А какая была реакция?
Григорий Явлинский: Он мне ответил, что ему надо подумать, но вообще-то он предполагает, что Россия пойдет одна, как он сказал, и более радикально. Ну, я говорю: «Тогда и мне надо подумать». После этого у нас состоялось трудное и длительное обсуждение со многими, кто был в его окружении, кто убеждал меня дать согласие. И лидирующим в этом вопросе был Полторанин. Полторанин с Попцовым сели со мной за чаем, чай продолжался до утра. И Полторанин сильно меня подвинул в этом направлении.
И он тогда был очень влиятелен, Полторанин.
Григорий Явлинский: Он ближайшим был другом. И вот, что он пишет, чего я не знал, вот мы нашли это в Forbes. Он Forbes давал интервью, и что он там написал. Он уговорил меня, потом он позвонил Ельцину и сказал, чтобы Ельцин быстрее со мной встречался. А потом он в конце дня, когда уже впечатление от чая прошло, он позвонил Ельцину и спросил: «Ну как?» И судя по тому, что написал Полторанин, там цитата примерно такая, Полторанин спрашивает: как там? А Ельцин говорит: встречался, разговаривали, ну что? Явлинский есть Явлинский, у него собственный план, а мне нужны кредиты. Вот и все. Потом звонит мне Бурбулис через некоторое время и говорит: «Приезжайте в Белый дом, очень важное дело». Я приехал. Он говорит: «У Ельцина на столе лежит два указа — на вас и на Гайдара. Вас он знает и хочет назначить, Гайдара он не знает, но указ будет подписан сегодня. Принимайте решение». Я говорю: «У меня есть два вопроса, такие же, как раньше. Как вы собираетесь решать проблему сбалансирования спроса и предложения? И будет ли экономический союз?» Он мне говорит: «По нашим представлениям цены будут освобождены в один день». Я говорю: «Вы получите такую инфляцию, которая вам и не снилась. Вы даже не представляете, что это такое». Он говорит: «Ну, вот так мы решили делать. А что касается экономического союза, Россия пойдет одна». То есть и первое, и второе мое предложение… Ну, я ему говорю: «Геннадий Эдуардович, это будет катастрофический сценарий». После этого был подписан указ. Потом ко мне приходил Егор Гайдар, мы с ним разговаривали примерно на эту же тему. Мы с ним это обсуждали, разговор у нас не получился.

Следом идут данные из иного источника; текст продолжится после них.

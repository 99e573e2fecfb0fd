//! The table state container.
//!
//! [`TableStore`] owns rows, columns and view settings and exposes them only
//! through a closed set of commands and read-only queries, so rules such as
//! "a new search goes back to page 0" cannot be bypassed.
//!
//! Commands are total: unknown row or column identifiers are silently
//! ignored. The same commands are available as data through [`Command`].

mod command;

pub use command::Command;

use serde::{Deserialize, Serialize};
use std::collections::BTreeMap;

use crate::error::{CellError, CellResult};
use crate::export::{export_csv, ExportFile};
use crate::models::{
    default_columns, next_row_id, sample_rows, slugify, Column, ColumnKind, ColumnPatch, Fields,
    Row, SortDirection, Theme,
};
use crate::validation::{coerce_cell, coerce_required};
use crate::view::{derive_view, visible_columns, ViewPage, ViewState};

/// Serialisable snapshot of the whole state, as consumed by a UI.
#[derive(Debug, Clone, PartialEq, Serialize, Deserialize)]
#[serde(rename_all = "camelCase")]
pub struct TableSnapshot {
    pub data: Vec<Row>,
    pub columns: Vec<Column>,
    pub search_term: String,
    pub sort_field: Option<String>,
    pub sort_direction: SortDirection,
    pub page: usize,
    pub rows_per_page: usize,
    pub editing_rows: Vec<String>,
    pub theme: Theme,
}

/// Rejections of a new-row form, keyed by column field.
pub type FormErrors = BTreeMap<String, CellError>;

/// Single source of truth for rows, columns and view settings.
#[derive(Debug, Clone, PartialEq)]
pub struct TableStore {
    rows: Vec<Row>,
    columns: Vec<Column>,
    view: ViewState,
    theme: Theme,
}

impl Default for TableStore {
    fn default() -> Self {
        Self::new()
    }
}

impl TableStore {
    /// Default schema with the sample rows.
    pub fn new() -> Self {
        Self::with_rows(sample_rows())
    }

    /// Default schema and no rows.
    pub fn empty() -> Self {
        Self::with_rows(Vec::new())
    }

    /// Default schema with the given rows.
    pub fn with_rows(rows: Vec<Row>) -> Self {
        Self {
            rows,
            columns: default_columns(),
            view: ViewState::default(),
            theme: Theme::default(),
        }
    }

    /// Restore a store from a snapshot.
    pub fn from_snapshot(snapshot: TableSnapshot) -> Self {
        Self {
            rows: snapshot.data,
            columns: snapshot.columns,
            view: ViewState {
                search_term: snapshot.search_term,
                sort_field: snapshot.sort_field,
                sort_direction: snapshot.sort_direction,
                page: snapshot.page,
                rows_per_page: snapshot.rows_per_page,
                editing_rows: snapshot.editing_rows,
            },
            theme: snapshot.theme,
        }
    }

    // =========================================================================
    // Row commands
    // =========================================================================

    /// Replace every row (used after an import).
    pub fn set_all_rows(&mut self, rows: Vec<Row>) {
        self.rows = rows;
    }

    /// Append a row.
    ///
    /// Fields of current columns the row does not carry are filled with the
    /// column type's default (empty text, or 0 for numbers).
    pub fn add_row(&mut self, mut row: Row) {
        for column in &self.columns {
            if row.get(&column.field).is_none() {
                row.set(column.field.clone(), column.kind.default_value());
            }
        }
        self.rows.push(row);
    }

    /// Merge `fields` into the row with `id`.
    pub fn update_row(&mut self, id: &str, fields: Fields) {
        if let Some(row) = self.rows.iter_mut().find(|r| r.id == id) {
            row.merge(fields);
        }
    }

    /// Remove the row with `id`.
    pub fn delete_row(&mut self, id: &str) {
        self.rows.retain(|r| r.id != id);
    }

    /// Add a row from raw form input, keyed by column field.
    ///
    /// Every editable column is required and converted by its type. If any
    /// field is rejected nothing is added and all rejections are returned.
    /// On success the generated row id is returned.
    pub fn submit_row(&mut self, form: &BTreeMap<String, String>) -> Result<String, FormErrors> {
        let mut row = Row::new(next_row_id());
        let mut errors = FormErrors::new();

        for column in self.columns.iter().filter(|c| c.editable) {
            let raw = form.get(&column.field).map(String::as_str).unwrap_or("");
            match coerce_required(column, raw) {
                Ok(value) => row.set(column.field.clone(), value),
                Err(e) => {
                    errors.insert(column.field.clone(), e);
                }
            }
        }

        if !errors.is_empty() {
            return Err(errors);
        }
        let id = row.id.clone();
        self.add_row(row);
        Ok(id)
    }

    /// Validate raw input for one cell and store it.
    ///
    /// A rejected value leaves the row unchanged.
    pub fn edit_cell(&mut self, row_id: &str, column_id: &str, raw: &str) -> CellResult<()> {
        let column = self
            .column(column_id)
            .ok_or_else(|| CellError::UnknownColumn(column_id.to_string()))?;
        if !column.editable {
            return Err(CellError::NotEditable(column_id.to_string()));
        }
        let value = coerce_cell(column, raw)?;
        let field = column.field.clone();

        let row = self
            .rows
            .iter_mut()
            .find(|r| r.id == row_id)
            .ok_or_else(|| CellError::UnknownRow(row_id.to_string()))?;
        row.set(field, value);
        Ok(())
    }

    // =========================================================================
    // Column commands
    // =========================================================================

    /// Append a column.
    ///
    /// `id` and `field` are re-derived from the label. A derived key that is
    /// already taken gets a numeric suffix (`dept`, `dept_2`, ...). `order`
    /// is the current column count. Blank labels are ignored.
    pub fn add_column(&mut self, label: &str, kind: ColumnKind) {
        if label.trim().is_empty() {
            return;
        }
        let key = self.unique_key(&slugify(label.trim()));
        let order = self.columns.len() as i64;
        self.columns.push(Column::new(&key, label.trim(), kind, order));
    }

    /// Merge a partial update into the column with `id`.
    pub fn update_column(&mut self, id: &str, patch: ColumnPatch) {
        if let Some(column) = self.columns.iter_mut().find(|c| c.id == id) {
            patch.apply(column);
        }
    }

    /// Reorder columns to follow `ids`, then stamp `order` with the position.
    ///
    /// Unknown ids are ignored. Columns missing from `ids` keep their
    /// relative order after the listed ones.
    pub fn reorder_columns(&mut self, ids: &[String]) {
        let mut remaining = std::mem::take(&mut self.columns);
        let mut ordered = Vec::with_capacity(remaining.len());

        for id in ids {
            if let Some(pos) = remaining.iter().position(|c| &c.id == id) {
                ordered.push(remaining.remove(pos));
            }
        }
        ordered.append(&mut remaining);

        for (index, column) in ordered.iter_mut().enumerate() {
            column.order = index as i64;
        }
        self.columns = ordered;
    }

    fn unique_key(&self, base: &str) -> String {
        let taken = |key: &str| self.columns.iter().any(|c| c.id == key || c.field == key);
        if !taken(base) {
            return base.to_string();
        }
        (2..)
            .map(|n| format!("{}_{}", base, n))
            .find(|key| !taken(key))
            .unwrap_or_else(|| base.to_string())
    }

    // =========================================================================
    // View commands
    // =========================================================================

    /// Set the search term and go back to the first page.
    pub fn set_search_term(&mut self, term: impl Into<String>) {
        self.view.search_term = term.into();
        self.view.page = 0;
    }

    /// Replace the sort field and direction.
    pub fn set_sorting(&mut self, field: impl Into<String>, direction: SortDirection) {
        self.view.sort_field = Some(field.into());
        self.view.sort_direction = direction;
    }

    /// Header-click sorting: ascending first, descending on a second click.
    pub fn toggle_sort(&mut self, field: &str) {
        let direction = match (&self.view.sort_field, self.view.sort_direction) {
            (Some(current), SortDirection::Asc) if current == field => SortDirection::Desc,
            _ => SortDirection::Asc,
        };
        self.set_sorting(field, direction);
    }

    pub fn set_page(&mut self, page: usize) {
        self.view.page = page;
    }

    /// Set the page size and go back to the first page.
    pub fn set_rows_per_page(&mut self, rows_per_page: usize) {
        self.view.rows_per_page = rows_per_page;
        self.view.page = 0;
    }

    /// Flip a row in or out of edit mode.
    pub fn toggle_editing(&mut self, id: &str) {
        let editing = &mut self.view.editing_rows;
        match editing.iter().position(|r| r == id) {
            Some(pos) => {
                editing.remove(pos);
            }
            None => editing.push(id.to_string()),
        }
    }

    pub fn clear_editing(&mut self) {
        self.view.editing_rows.clear();
    }

    pub fn set_theme(&mut self, theme: Theme) {
        self.theme = theme;
    }

    // =========================================================================
    // Queries
    // =========================================================================

    pub fn rows(&self) -> &[Row] {
        &self.rows
    }

    pub fn columns(&self) -> &[Column] {
        &self.columns
    }

    pub fn row(&self, id: &str) -> Option<&Row> {
        self.rows.iter().find(|r| r.id == id)
    }

    pub fn column(&self, id: &str) -> Option<&Column> {
        self.columns.iter().find(|c| c.id == id)
    }

    pub fn view_state(&self) -> &ViewState {
        &self.view
    }

    pub fn theme(&self) -> Theme {
        self.theme
    }

    pub fn is_editing(&self, id: &str) -> bool {
        self.view.editing_rows.iter().any(|r| r == id)
    }

    /// Visible columns in display order.
    pub fn visible_columns(&self) -> Vec<&Column> {
        visible_columns(&self.columns)
    }

    /// Current page of the derived view.
    pub fn view(&self) -> ViewPage {
        derive_view(&self.rows, &self.columns, &self.view)
    }

    /// All rows as CSV, visible columns only.
    pub fn export_csv(&self) -> String {
        export_csv(&self.rows, &self.columns)
    }

    /// CSV plus suggested filename and MIME type.
    pub fn export_file(&self) -> ExportFile {
        ExportFile::today(self.export_csv())
    }

    pub fn snapshot(&self) -> TableSnapshot {
        TableSnapshot {
            data: self.rows.clone(),
            columns: self.columns.clone(),
            search_term: self.view.search_term.clone(),
            sort_field: self.view.sort_field.clone(),
            sort_direction: self.view.sort_direction,
            page: self.view.page,
            rows_per_page: self.view.rows_per_page,
            editing_rows: self.view.editing_rows.clone(),
            theme: self.theme,
        }
    }
}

То есть это была его идеология?
Григорий Явлинский: Нет.
Он ее принял просто?
Григорий Явлинский: Да, это была идеология не его. Это была идеология вашингтонского консенсуса. Именно это явилось предметом получения или неполучения кредитов.
Это была неизбежность? Кредиты МВФ в тот момент были незаменимы, чтобы...
Григорий Явлинский: Кредиты были тогда уже нужны. Скажем, в 1990-м, когда была сделана программа «500 дней», они были не нужны, мы бы справились без них. Когда я представлял эту программу в Вашингтоне, исполнительный директор МВФ у меня спрашивал: «Григорий, а почему в вашей программе ничего не сказано о кредитах?» Я ему сказал: «А потому что они нам не нужны, мы пока справимся». В 1991 году и тем более в 1992-м уже было надо. Но вот тут самое интересное: в тот момент авторитет России или Советского Союза, как хотите, был настолько огромен, и значение всего, что происходило в Советском Союзе, было настолько велико, что если бы наше руководство настаивало на собственной программе, была бы и собственная программа, и кредиты. Все было бы.
То есть надо был только решиться на это?
Григорий Явлинский: Надо было просто взять и сказать: вот мы будем делать так и никак иначе.
Еще один вопрос — про экономический союз. Референдум на Украине прошел, по-моему, в конце ноября. Тогда встал вопрос — союзная программа-договор без Украины.
Григорий Явлинский: Нет, такого вопроса не было. И Кравчук как первый секретарь Компартии Украины, первый президент Украины, и уж тем более Фокин как председатель Совета министров прекрасно знали, что если разорвут хозяйственные связи и не войдут в экономический союз, деньги сделать с сегодня на завтра они не смогут. Если бы была политическая воля, если бы было единство в этом вопросе, то на тот момент можно было сделать это единое экономическое пространство, начинать вместе дальше работать. Хотя, конечно, настроения сепаратизма там были. Но дело было еще в том, что эти настроения сепаратизма очень активно поддерживались теми же нашими западными товарищами. Они сказали, что обеспечат всем национальную валюту, что не надо делать единую валюту, не надо делать единое экономическое пространство, что мы сделаем свои деньги для Молдовы, для Киргизии и так далее, я уж не говорю про Украину. У всех будут собственные деньги. Они продолжали свое геополитическое противостояние.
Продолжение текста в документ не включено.